Why is London’s public transport so broken?


Today ConservativeHome has published some in-depth analysis from me on Transport for London and its finances. The highlights are:

  • In five years Transport for London has consumed £12 billion in subsidy but £8 billion of this has been wasted supporting TfL’s bloated cost base.
  • TfL has a structural deficit of £1.6 billion per annum which it can’t seem to solve in spite of ramping up fares.
  • In three years highly paid managers have more than trebled at TfL from 450 in 2004 to 1,441 in 2007.
  • TfL loses 30p every time someone takes a bus.
  • TfL loses 55p every time someone takes a Tube.

Follow this link for the whole thing.

3 replies on “Why is London’s public transport so broken?”

This is a scandal of national proportions. And full marks to you for highlighting it. But how do we stop it? Contact the National Audit Office perhaps? Get it featured in Private Eye?

I’d like a new bus service which would run from Perivale to Brentford. It would relieve some pressure on the north/south transit through West Ealing. In an ideal, sensible world one would lobby for this with both Hounslow and Ealing Councils. But now one has to contemplate approaching one of the world’s great non-listeners about this – Transport for Livingstone.

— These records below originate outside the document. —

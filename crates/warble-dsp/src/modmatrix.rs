//! Modulation routing.
//!
//! A fixed pair of [`Modulator`] slots is rendered at the processing sample
//! rate and crossfaded into one control signal per channel. Summation order
//! is the fixed slot order, so results are reproducible for a given
//! parameter trajectory. Granularity is per-sample: the crossfade and width
//! inputs are audio-rate control buffers produced by the engine's smoothers.

use crate::modulator::{ModShape, Modulator};

/// Number of simultaneously active modulator slots.
pub const NUM_MODULATORS: usize = 2;

/// Owns the modulator slots and routes their output to the vibrato depth
/// destination.
pub struct ModulationSystem {
    modulators: [Modulator; NUM_MODULATORS],
    // raw per-slot stereo renderings
    scratch_l: [Vec<f32>; NUM_MODULATORS],
    scratch_r: [Vec<f32>; NUM_MODULATORS],
    // routed per-channel output
    out: [Vec<f32>; 2],
}

impl ModulationSystem {
    pub fn new() -> Self {
        Self {
            modulators: [
                Modulator::new(ModShape::Sine, 2.0, 0x5EED_0001),
                Modulator::new(ModShape::RandomHold, 0.25, 0x5EED_0002),
            ],
            scratch_l: [Vec::new(), Vec::new()],
            scratch_r: [Vec::new(), Vec::new()],
            out: [Vec::new(), Vec::new()],
        }
    }

    /// Sizes scratch buffers and retunes the slots for the processing
    /// (possibly oversampled) rate. May allocate; not called from `process`.
    pub fn prepare(&mut self, sample_rate: f32, max_frames: usize) {
        for m in self.modulators.iter_mut() {
            m.set_sample_rate(sample_rate);
        }
        for s in self.scratch_l.iter_mut().chain(self.scratch_r.iter_mut()) {
            s.clear();
            s.resize(max_frames, 0.0);
        }
        for o in self.out.iter_mut() {
            o.clear();
            o.resize(max_frames, 0.0);
        }
    }

    pub fn reset(&mut self) {
        for m in self.modulators.iter_mut() {
            m.reset();
        }
    }

    pub fn set_shape(&mut self, slot: usize, shape: ModShape) {
        if let Some(m) = self.modulators.get_mut(slot) {
            m.set_shape(shape);
        }
    }

    pub fn set_rate(&mut self, slot: usize, rate_hz: f32) {
        if let Some(m) = self.modulators.get_mut(slot) {
            m.set_rate(rate_hz);
        }
    }

    pub fn set_envelope_times(&mut self, attack_secs: f32, release_secs: f32) {
        for m in self.modulators.iter_mut() {
            m.set_envelope_times(attack_secs, release_secs);
        }
    }

    /// Advance all slots and route them.
    ///
    /// `input` feeds the envelope follower shape, `mod_mix` crossfades slot 0
    /// toward slot 1, `width` spreads the right channel toward its
    /// decorrelated sibling. All buffers must hold `frames` samples.
    pub fn process(&mut self, input: &[f32], mod_mix: &[f32], width: &[f32], frames: usize) {
        debug_assert!(frames <= self.out[0].len());
        let frames = frames.min(self.out[0].len());

        for (slot, m) in self.modulators.iter_mut().enumerate() {
            m.advance(
                &input[..frames],
                &mut self.scratch_l[slot][..frames],
                &mut self.scratch_r[slot][..frames],
            );
        }

        for i in 0..frames {
            // fixed slot order: 0 then 1
            let a_l = self.scratch_l[0][i];
            let b_l = self.scratch_l[1][i];
            let a_r = self.scratch_r[0][i];
            let b_r = self.scratch_r[1][i];

            let mm = mod_mix[i];
            let left = a_l + mm * (b_l - a_l);
            let right_raw = a_r + mm * (b_r - a_r);
            let right = left + width[i] * (right_raw - left);

            self.out[0][i] = left.clamp(-1.0, 1.0);
            self.out[1][i] = right.clamp(-1.0, 1.0);
        }
    }

    /// Routed control signal for a channel. Mono callers read channel 0.
    #[inline]
    pub fn channel(&self, ch: usize) -> &[f32] {
        &self.out[ch.min(1)]
    }
}

impl Default for ModulationSystem {
    fn default() -> Self {
        Self::new()
    }
}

Stopping it really is pretty easy. Vote for a Conservative Mayor in May.

It would not even take much pain to put it right. Just turn off the spending taps. As I have covered many times on this blog TfL is just totally dumb with money. Their salaries are too high, they waste money on advertising, they can’t control suppliers, the list goes on. Any half decent public sector finance guy could sort this with a bit of political support from a Mayor who didn’t use TfL as a milch cow to buy votes.

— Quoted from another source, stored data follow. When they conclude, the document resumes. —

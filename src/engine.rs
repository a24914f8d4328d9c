//! WarbleEngine: coordinates the signal path and its control plane.
//!
//! Per-block flow: snapshot the dry input, optionally encode mid/side,
//! upsample, render the smoothed control buffers and the modulation signal
//! at the oversampled rate, run the modulated delay read, downsample,
//! decode, blend against the latency-aligned dry copy, publish the
//! visualization snapshot.

use arc_swap::ArcSwapOption;
use std::sync::Arc;

use warble_core::parameter::Params;
use warble_core::{Error, ParamId, PatchState, Result, SmoothedValue, VizSnapshot, VizState};
use warble_dsp::{
    decode, encode, DryWetProcessor, ModShape, ModulationSystem, Oversampler, StereoMode,
    VibratoProcessor, KERNEL_HALF_WIDTH,
};

const MIN_SAMPLE_RATE: f64 = 8_000.0;
const MAX_SAMPLE_RATE: f64 = 384_000.0;

/// Time constant for the audible continuous parameters.
const SMOOTH_SECS: f32 = 0.020;
/// The read-head center moves slower so base-delay automation stays subtle.
const BASE_DELAY_SMOOTH_SECS: f32 = 0.050;

/// Control-thread surface of a [`WarbleEngine`].
///
/// Cloneable and cheap; scalar writes are atomic stores consumed at the
/// next block boundary, whole patches are applied coherently at one block
/// start.
#[derive(Clone)]
pub struct ParamHandle {
    params: Arc<Params>,
    pending: Arc<ArcSwapOption<PatchState>>,
}

impl ParamHandle {
    /// Store a parameter target; out-of-range values are clamped.
    pub fn set(&self, id: ParamId, value: f32) {
        self.params.set(id, value);
    }

    pub fn get(&self, id: ParamId) -> f32 {
        self.params.get(id)
    }

    /// Snapshot all current targets.
    pub fn save_patch(&self) -> PatchState {
        self.params.snapshot()
    }

    /// Publish a patch; the audio thread applies it at the next block start.
    /// Out-of-range values are clamped per parameter, missing ones default.
    pub fn load_patch(&self, patch: PatchState) {
        self.pending.store(Some(Arc::new(patch)));
    }

    pub fn save_json(&self) -> String {
        self.save_patch().to_json()
    }

    /// Only malformed JSON fails; recoverable problems (unknown keys,
    /// out-of-range values) are absorbed.
    pub fn load_json(&self, json: &str) -> Result<()> {
        self.load_patch(PatchState::from_json(json)?);
        Ok(())
    }
}

/// Real-time vibrato engine.
///
/// Owned by the audio side; [`WarbleEngine::process`] is the only method
/// that may run on the audio thread. `prepare` and the factor setter
/// allocate and rely on the host to keep them out of the callback.
pub struct WarbleEngine {
    sample_rate: f64,
    max_block: usize,
    channels: usize,
    factor: usize,
    prepared: bool,

    params: Arc<Params>,
    pending_patch: Arc<ArcSwapOption<PatchState>>,
    viz: Arc<VizState>,

    depth: SmoothedValue,
    mix: SmoothedValue,
    mod_mix: SmoothedValue,
    width: SmoothedValue,
    base_delay: SmoothedValue,

    // control buffers at the oversampled rate
    depth_buf: Vec<f32>,
    mod_mix_buf: Vec<f32>,
    width_buf: Vec<f32>,
    base_buf: Vec<f32>,
    mono_buf: Vec<f32>,
    // mix runs at the base rate
    mix_buf: Vec<f32>,

    dry_wet: DryWetProcessor,
    oversampler: Oversampler,
    mods: ModulationSystem,
    vibrato: VibratoProcessor,
}

impl WarbleEngine {
    pub fn builder() -> crate::WarbleEngineBuilder {
        crate::WarbleEngineBuilder::new()
    }

    pub(crate) fn with_factor(factor: usize) -> Self {
        Self {
            sample_rate: 0.0,
            max_block: 0,
            channels: 0,
            factor,
            prepared: false,
            params: Arc::new(Params::new()),
            pending_patch: Arc::new(ArcSwapOption::empty()),
            viz: Arc::new(VizState::new()),
            depth: SmoothedValue::default(),
            mix: SmoothedValue::default(),
            mod_mix: SmoothedValue::default(),
            width: SmoothedValue::default(),
            base_delay: SmoothedValue::default(),
            depth_buf: Vec::new(),
            mod_mix_buf: Vec::new(),
            width_buf: Vec::new(),
            base_buf: Vec::new(),
            mono_buf: Vec::new(),
            mix_buf: Vec::new(),
            dry_wet: DryWetProcessor::new(),
            oversampler: Oversampler::new(),
            mods: ModulationSystem::new(),
            vibrato: VibratoProcessor::new(),
        }
    }

    /// Control-thread handle. Clone freely.
    pub fn params(&self) -> ParamHandle {
        ParamHandle {
            params: Arc::clone(&self.params),
            pending: Arc::clone(&self.pending_patch),
        }
    }

    /// Read side of the visualization slot published each block.
    pub fn viz(&self) -> Arc<VizState> {
        Arc::clone(&self.viz)
    }

    pub fn latest_viz(&self) -> VizSnapshot {
        self.viz.read()
    }

    pub fn sample_rate(&self) -> f64 {
        self.sample_rate
    }

    pub fn oversampling_factor(&self) -> usize {
        self.factor
    }

    /// Wet-path latency in samples at the base rate. The dry signal is
    /// aligned internally; the host should additionally delay-compensate
    /// parallel tracks by this amount.
    pub fn latency_samples(&self) -> usize {
        self.oversampler.latency_samples()
    }

    /// (Re)allocate everything for a sample rate, block size and layout.
    ///
    /// Idempotent; callable repeatedly before processing starts and again on
    /// any configuration change. Clears all delay and filter state, so the
    /// engine starts from a deterministic silent state.
    pub fn prepare(&mut self, sample_rate: f64, max_block: usize, channels: usize) -> Result<()> {
        if !(MIN_SAMPLE_RATE..=MAX_SAMPLE_RATE).contains(&sample_rate) {
            return Err(Error::InvalidSampleRate(sample_rate));
        }
        if !matches!(channels, 1 | 2) {
            return Err(Error::UnsupportedChannelLayout(channels));
        }
        if max_block == 0 {
            return Err(Error::InvalidBlockSize(max_block));
        }

        self.oversampler
            .prepare(self.factor, channels, max_block)
            .map_err(|_| Error::InvalidOversamplingFactor(self.factor))?;

        let os_rate = sample_rate * self.factor as f64;
        let os_frames = max_block * self.factor;

        self.dry_wet
            .prepare(channels, max_block, self.oversampler.latency_samples());
        self.mods.prepare(os_rate as f32, os_frames);
        self.mods.reset();

        let max_base = ParamId::BaseDelayMs.range().max as f64 * 1e-3 * os_rate;
        self.vibrato.prepare(channels, max_base.ceil() as f32);

        for buf in [
            &mut self.depth_buf,
            &mut self.mod_mix_buf,
            &mut self.width_buf,
            &mut self.base_buf,
            &mut self.mono_buf,
        ] {
            buf.clear();
            buf.resize(os_frames, 0.0);
        }
        self.mix_buf.clear();
        self.mix_buf.resize(max_block, 0.0);

        self.depth.set_time_constant(SMOOTH_SECS, os_rate as f32);
        self.mod_mix.set_time_constant(SMOOTH_SECS, os_rate as f32);
        self.width.set_time_constant(SMOOTH_SECS, os_rate as f32);
        self.base_delay
            .set_time_constant(BASE_DELAY_SMOOTH_SECS, os_rate as f32);
        self.mix.set_time_constant(SMOOTH_SECS, sample_rate as f32);

        // jump smoothers onto their targets: prepare is a silence point, a
        // glide from stale values would be audible on the first block
        self.depth.set_immediate(self.params.get(ParamId::Depth));
        self.mix.set_immediate(self.params.get(ParamId::Mix));
        self.mod_mix.set_immediate(self.params.get(ParamId::ModMix));
        self.width.set_immediate(self.params.get(ParamId::Width));
        self.base_delay
            .set_immediate(self.base_delay_target(os_rate));

        self.sample_rate = sample_rate;
        self.max_block = max_block;
        self.channels = channels;
        self.prepared = true;
        Ok(())
    }

    /// Change the oversampling factor. Re-prepares (and therefore may
    /// allocate) when the engine was already prepared; the host must keep
    /// this call out of the audio callback, like `prepare` itself.
    pub fn set_oversampling_factor(&mut self, factor: usize) -> Result<()> {
        if !matches!(factor, 1 | 2 | 4) {
            return Err(Error::InvalidOversamplingFactor(factor));
        }
        self.factor = factor;
        if self.prepared {
            self.prepare(self.sample_rate, self.max_block, self.channels)?;
        }
        Ok(())
    }

    /// Clear all delay and filter state without reallocating.
    pub fn reset(&mut self) {
        self.dry_wet.reset();
        self.oversampler.reset();
        self.mods.reset();
        self.vibrato.reset();
    }

    fn base_delay_target(&self, os_rate: f64) -> f32 {
        (self.params.get(ParamId::BaseDelayMs) as f64 * 1e-3 * os_rate) as f32
    }

    /// Consume control-plane writes. Runs at block start on the audio
    /// thread; everything it reads is an atomic load or pointer swap.
    fn refresh_targets(&mut self) {
        if let Some(patch) = self.pending_patch.swap(None) {
            self.params.apply_patch(&patch);
        }

        self.depth.set_target(self.params.get(ParamId::Depth));
        self.mix.set_target(self.params.get(ParamId::Mix));
        self.mod_mix.set_target(self.params.get(ParamId::ModMix));
        self.width.set_target(self.params.get(ParamId::Width));
        let os_rate = self.sample_rate * self.factor as f64;
        self.base_delay.set_target(self.base_delay_target(os_rate));

        self.mods
            .set_shape(0, ModShape::from_index(self.params.get(ParamId::Shape0) as usize));
        self.mods
            .set_shape(1, ModShape::from_index(self.params.get(ParamId::Shape1) as usize));
        self.mods.set_rate(0, self.params.get(ParamId::Rate0));
        self.mods.set_rate(1, self.params.get(ParamId::Rate1));
        self.mods.set_envelope_times(
            self.params.get(ParamId::EnvAttackMs) * 1e-3,
            self.params.get(ParamId::EnvReleaseMs) * 1e-3,
        );
    }

    /// Process one block in place. Real-time safe: no allocation, no
    /// blocking, no panics; frame count must not exceed the prepared
    /// maximum (larger buffers are truncated defensively).
    pub fn process(&mut self, buffers: &mut [&mut [f32]]) {
        if !self.prepared || buffers.is_empty() {
            return;
        }
        let frames = buffers
            .iter()
            .map(|b| b.len())
            .min()
            .unwrap_or(0)
            .min(self.max_block);
        if frames == 0 {
            return;
        }
        let channels = self.channels.min(buffers.len());

        self.refresh_targets();

        let stereo_mode = StereoMode::from_param(self.params.get(ParamId::StereoMode));
        let mid_side = stereo_mode == StereoMode::MidSide && channels == 2;

        // dry snapshot happens in the left/right domain, pre-encode
        self.dry_wet.capture(buffers, frames);

        if mid_side {
            let (head, tail) = buffers.split_at_mut(1);
            encode(&mut head[0][..frames], &mut tail[0][..frames]);
        }

        let os_frames = self.oversampler.os_frames(frames);
        for ch in 0..channels {
            self.oversampler.upsample(ch, &buffers[ch][..frames], frames);
        }

        self.depth.process_block(&mut self.depth_buf[..os_frames]);
        self.mod_mix.process_block(&mut self.mod_mix_buf[..os_frames]);
        self.width.process_block(&mut self.width_buf[..os_frames]);
        self.base_delay.process_block(&mut self.base_buf[..os_frames]);
        self.mix.process_block(&mut self.mix_buf[..frames]);

        self.oversampler.mix_to_mono(&mut self.mono_buf, os_frames);
        self.mods.process(
            &self.mono_buf[..os_frames],
            &self.mod_mix_buf[..os_frames],
            &self.width_buf[..os_frames],
            os_frames,
        );

        for ch in 0..channels {
            let wet = self.oversampler.channel_mut(ch);
            self.vibrato.process_channel(
                ch,
                &mut wet[..os_frames],
                &self.mods.channel(ch)[..os_frames],
                &self.depth_buf[..os_frames],
                &self.base_buf[..os_frames],
            );
        }

        for ch in 0..channels {
            self.oversampler.downsample(ch, &mut buffers[ch][..frames], frames);
        }

        if mid_side {
            let (head, tail) = buffers.split_at_mut(1);
            decode(&mut head[0][..frames], &mut tail[0][..frames]);
        }

        self.dry_wet.blend(buffers, &self.mix_buf[..frames], frames);

        self.publish_viz(os_frames, channels);
    }

    fn publish_viz(&self, os_frames: usize, channels: usize) {
        let last = os_frames - 1;
        let mod_l = self.mods.channel(0)[last];
        let mod_r = if channels > 1 {
            self.mods.channel(1)[last]
        } else {
            mod_l
        };

        let center = self.base_buf[last];
        let span = (center - KERNEL_HALF_WIDTH as f32).max(0.0);
        let delay = center + span * self.depth_buf[last] * mod_l;
        let os_rate = self.sample_rate * self.factor as f64;
        let delay_ms = if os_rate > 0.0 {
            (delay as f64 / os_rate * 1e3) as f32
        } else {
            0.0
        };

        self.viz.publish(mod_l, mod_r, delay_ms);
    }
}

How much value are fare payers getting from the cash they have given the Mayor to promote himself during conference season? Ditto with the £1.5 million Londoner contribution? On and on and …

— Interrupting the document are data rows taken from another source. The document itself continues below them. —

//! Mid/side stereo transform.
//!
//! `encode` maps a left/right pair onto sum and difference channels so that
//! depth and modulation width act independently on shared vs. differential
//! stereo content; `decode` is the exact algebraic inverse.

/// Channel interpretation of a stereo pair through the wet path.
#[derive(Debug, Clone, Copy, PartialEq, Eq, Default)]
pub enum StereoMode {
    #[default]
    LeftRight,
    MidSide,
}

impl StereoMode {
    /// Toggle parameter value → mode.
    pub fn from_param(value: f32) -> Self {
        if value >= 0.5 {
            StereoMode::MidSide
        } else {
            StereoMode::LeftRight
        }
    }
}

/// In-place `(left, right)` → `(mid, side)`.
#[inline]
pub fn encode(left: &mut [f32], right: &mut [f32]) {
    for (l, r) in left.iter_mut().zip(right.iter_mut()) {
        let mid = (*l + *r) * 0.5;
        let side = (*l - *r) * 0.5;
        *l = mid;
        *r = side;
    }
}

/// In-place `(mid, side)` → `(left, right)`.
#[inline]
pub fn decode(mid: &mut [f32], side: &mut [f32]) {
    for (m, s) in mid.iter_mut().zip(side.iter_mut()) {
        let left = *m + *s;
        let right = *m - *s;
        *m = left;
        *s = right;
    }
}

Is spending more and more on investment in public transport the only answer, or could we make better use of what we already have by changing the way we use it. One big factor in causing delays on the tube and on overland trains is increased ‘dwell time’ at stations to sequentially off load and then load on passengers during busy periods. This mitigates against any attempt to run more trains per hour as the extra trains would just be queuing up outside stations. Buses have separate entrance and exit doors to solve this problem – why not try this on tube and trains? Alternate doors could be signed as entrance and exit routes. It might mean removing some seats, or converting to flip-up seating to make more space in corridors, but people should soon adapt to and welcome the new system if only to avoid the crush at the doors we currently experience. Only by reducing dwell time could the next stage of having more trains per hour be considered.